Ах, мне очень хотелось, и я думал, что сумею рассказать тебе обо всем так, как я это на самом деле почувствовал и постигнул, я словно глубоко и проникновенно заглянул в душу всей Франции. […]
Было уже поздно… очень, очень поздно; я вернулся в часть в глухой темноте, поел и отправился в очередной раз к одному крестьянину, который еще днем предложил мне зайти попозже; потом я вытряхнул из всех карманов орехи, которые насобирал по дороге, да еще и купил; знаешь, я мог бы соорудить перед твоей дверью настоящую гору из фруктов, тут их видимо-невидимо; если бы меня сейчас отпустили домой, я привез бы вам полную здоровую сумку груш, чудесных груш, которые я ем даже в компоте, — да, ты удивляешься, а яблок, яблок-то сколько!..
Хотя рассчитывать на сюрприз бессмысленно, тем не менее вовсе не исключена возможность совершенно неожиданно объявиться у вас; кое-кто из наших солдат получил отпуск на несколько дней… может, и мне как-нибудь повезет.
[…]
[…]
Сегодняшний день оказался для меня из рук вон плохим, я не ведал ни минуты покоя, мотался целый день, доставал дрова, разные транспортные средства, что было огромным достижением, если принять во внимание упорство крестьян, и вот вечером, когда все работы уже завершены и настало время отдыха, конец недели, которого я так страстно ждал, мечтая вымыться сам и попарить свои несчастные натруженные ноги, после чего в спокойной обстановке выпить стакан вина, мне приказали дежурить, так что приходится теперь сидеть в этой дурацкой канцелярии; до чего же это гнусный, до необычайности жалкий сброд, все до единого, но я не дам им ни малейшего повода позлорадствовать надо мной. И я не позволю им влезть в мою душу, слишком много для них чести…
Единственным спасением в этой жалкой жизни является высокое осознание собственной жизни, пламя которой должно быть очень ярким, и ни на миг не меркнуть, и всегда и везде побеждать тьму.
Если бы только знать, что с тобой ничего не случилось…
Все-таки должен когда-нибудь настать день и час, когда мои, вконец утомленные, ослабевшие и с трудом передвигающиеся ноги пехотинца приведут меня к тебе, где я смогу обрести покой и по-настоящему отдохнуть, навсегда сбросив с себя эту презренную, дьявольски ненавистную солдатскую униформу.
Часто, когда я чувствую себя совершенно потерянным и обманутым этой не достойной человека профессией, мне вдруг приходит в голову мысль, что это вовсе не моя жизнь, а только мучительный, мерзкий, страшный сон, от которого однажды я пробужусь.
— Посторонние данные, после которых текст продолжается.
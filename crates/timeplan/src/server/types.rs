/// Shared server response types
use crate::error::PlannerError;
use axum::http::StatusCode;
use axum::response::{IntoResponse, Response};
use axum::Json;
use serde_json::json;

/// Structured API error response.
pub struct ApiErrorType {
    pub status: StatusCode,
    pub message: String,
    pub detail: Option<String>,
}

impl From<(StatusCode, &str, Option<String>)> for ApiErrorType {
    fn from((status, message, detail): (StatusCode, &str, Option<String>)) -> Self {
        ApiErrorType {
            status,
            message: message.to_string(),
            detail,
        }
    }
}

impl IntoResponse for ApiErrorType {
    fn into_response(self) -> Response {
        (
            self.status,
            Json(json!({
                "error": self.message,
                "detail": self.detail,
            })),
        )
            .into_response()
    }
}

/// Maps a planner error to an API response with an appropriate status.
pub fn planner_error_to_response(error: PlannerError) -> Response {
    let status = match &error {
        PlannerError::SemesterExists { .. } => StatusCode::CONFLICT,
        PlannerError::InvalidTerm { .. } => StatusCode::BAD_REQUEST,
        e if e.is_not_found() => StatusCode::NOT_FOUND,
        _ => StatusCode::INTERNAL_SERVER_ERROR,
    };

    ApiErrorType::from((status, "Request failed", Some(error.to_string()))).into_response()
}
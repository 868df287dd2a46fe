use axum::{
    extract::{Query, State},
    http::StatusCode,
    response::{IntoResponse, Response},
    Json,
};
use serde::Deserialize;
use serde_json::json;
use std::sync::Arc;
use tracing::{error, info};

use crate::server::types::planner_error_to_response;
use crate::types::AppState;

#[derive(Debug, Deserialize)]
pub struct CreditsParams {
    pub user_id: String,
}

/// GET /credits?user_id=...
/// Sums all scheduled credits for the user against the configured
/// graduation threshold.
pub async fn get_credits(
    State(s): State<Arc<AppState>>,
    Query(params): Query<CreditsParams>,
) -> Response {
    info!("GET /credits for user {}", params.user_id);

    match s.db.total_credits(&params.user_id) {
        Ok(completed) => {
            let required = s.config.graduation_credits;
            (
                StatusCode::OK,
                Json(json!({
                    "completed": completed,
                    "required": required,
                    "remaining": (required - completed).max(0.0),
                })),
            )
                .into_response()
        }
        Err(e) => {
            error!("Failed to sum credits: {}", e);
            planner_error_to_response(e)
        }
    }
}
//! Error types for the planner.

use thiserror::Error;

/// Errors that can occur in planner storage, catalog, and config operations.
///
/// Schedule parsing deliberately has no error variant: malformed time text
/// degrades to an unplaced slot instead of failing.
#[derive(Debug, Error)]
pub enum PlannerError {
    /// SQLite operation failed
    #[error("Database error: {0}")]
    Database(#[from] rusqlite::Error),

    /// Filesystem access failed
    #[error("I/O error: {0}")]
    Io(#[from] std::io::Error),

    /// JSON (de)serialization failed
    #[error("Serialization error: {0}")]
    Serde(#[from] serde_json::Error),

    /// Config file was present but could not be used
    #[error("Config error: {message}")]
    Config { message: String },

    /// A semester with this name already exists for the user
    #[error("Semester {name:?} already exists for this user")]
    SemesterExists { name: String },

    /// Referenced semester does not exist
    #[error("Semester {semester_id} not found")]
    SemesterNotFound { semester_id: i64 },

    /// Referenced course does not exist
    #[error("Course {course_id} not found")]
    CourseNotFound { course_id: i64 },

    /// No catalog file exists for the requested term
    #[error("No catalog found for term {term:?}")]
    CatalogNotFound { term: String },

    /// Term identifier is not usable as a catalog file name
    #[error("Invalid catalog term {term:?}")]
    InvalidTerm { term: String },
}

impl PlannerError {
    /// Returns true if this error means a requested entity does not exist.
    pub fn is_not_found(&self) -> bool {
        matches!(
            self,
            PlannerError::SemesterNotFound { .. }
                | PlannerError::CourseNotFound { .. }
                | PlannerError::CatalogNotFound { .. }
        )
    }
}
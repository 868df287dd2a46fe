//! timeplan: a schedule-planning engine and API for building per-semester
//! university timetables.
//!
//! The core is the schedule parser (catalog time strings to normalized
//! weekly slots) and the conflict detector (candidate placement vs. one
//! semester's existing courses); the rest is the surrounding catalog,
//! storage, and HTTP surface.

pub mod catalog;
pub mod config;
pub mod db;
pub mod error;
pub mod schedule;
pub mod server;
pub mod types;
В такие минуты можно действительно умом рехнуться.
Представь себе: ты — взрослый человек, у тебя своя жизнь, есть жена, профессия, мечты, воля, и вот ты, взрослый человек, стоишь навытяжку перед каким-то унтер-офицером, у которого на обшивку воротника ушло позумента один метр и восемь сантиметров; зачастую это такой человек, с которым в мирной жизни ты даже не сядешь за один стол; это полный кретин, к тому же подлый, корыстолюбивый и примитивный, в сравнении с ним любое животное можно считать благородным созданием, и ты обязан выслушивать все, буквально все, что он говорит, и выполнять сказанное им, даже если это величайшая в мире глупость, которую когда-либо произнесли уста человека; и только единственная мысль, что этот кусок дерьма в униформе не стоит того, чтобы понапрасну тратить на него свою жизнь, может удержать тебя от так называемой «глупости».
Иногда на какие-то доли секунды мне вдруг приходит в голову мысль, что ты можешь умереть, и все остальные, кого я так люблю, тоже: мои родители, братья, сестры и все-все-все, кто как раз и составляет «нашу жизнь»; тогда я с героическим фанатизмом, достойным Михаэля Кольхааса[77], невзирая на физическую немощь собственного тела, рьяно «тружусь» над дикой ненавистью моих мыслей, а ведь «Михаэля Кольхааса» написал, кажется, Клейст, которому за годы службы тоже пришлось сполна хлебнуть солдатской жизни[78].
Встретить бы тут хоть одного человека, с кем можно было бы поговорить, так нет же, ни одного не найти твоей веры, и это самое ужасное, корону за человека, за христианина, вот это было бы поистине подарком; что может значить корона!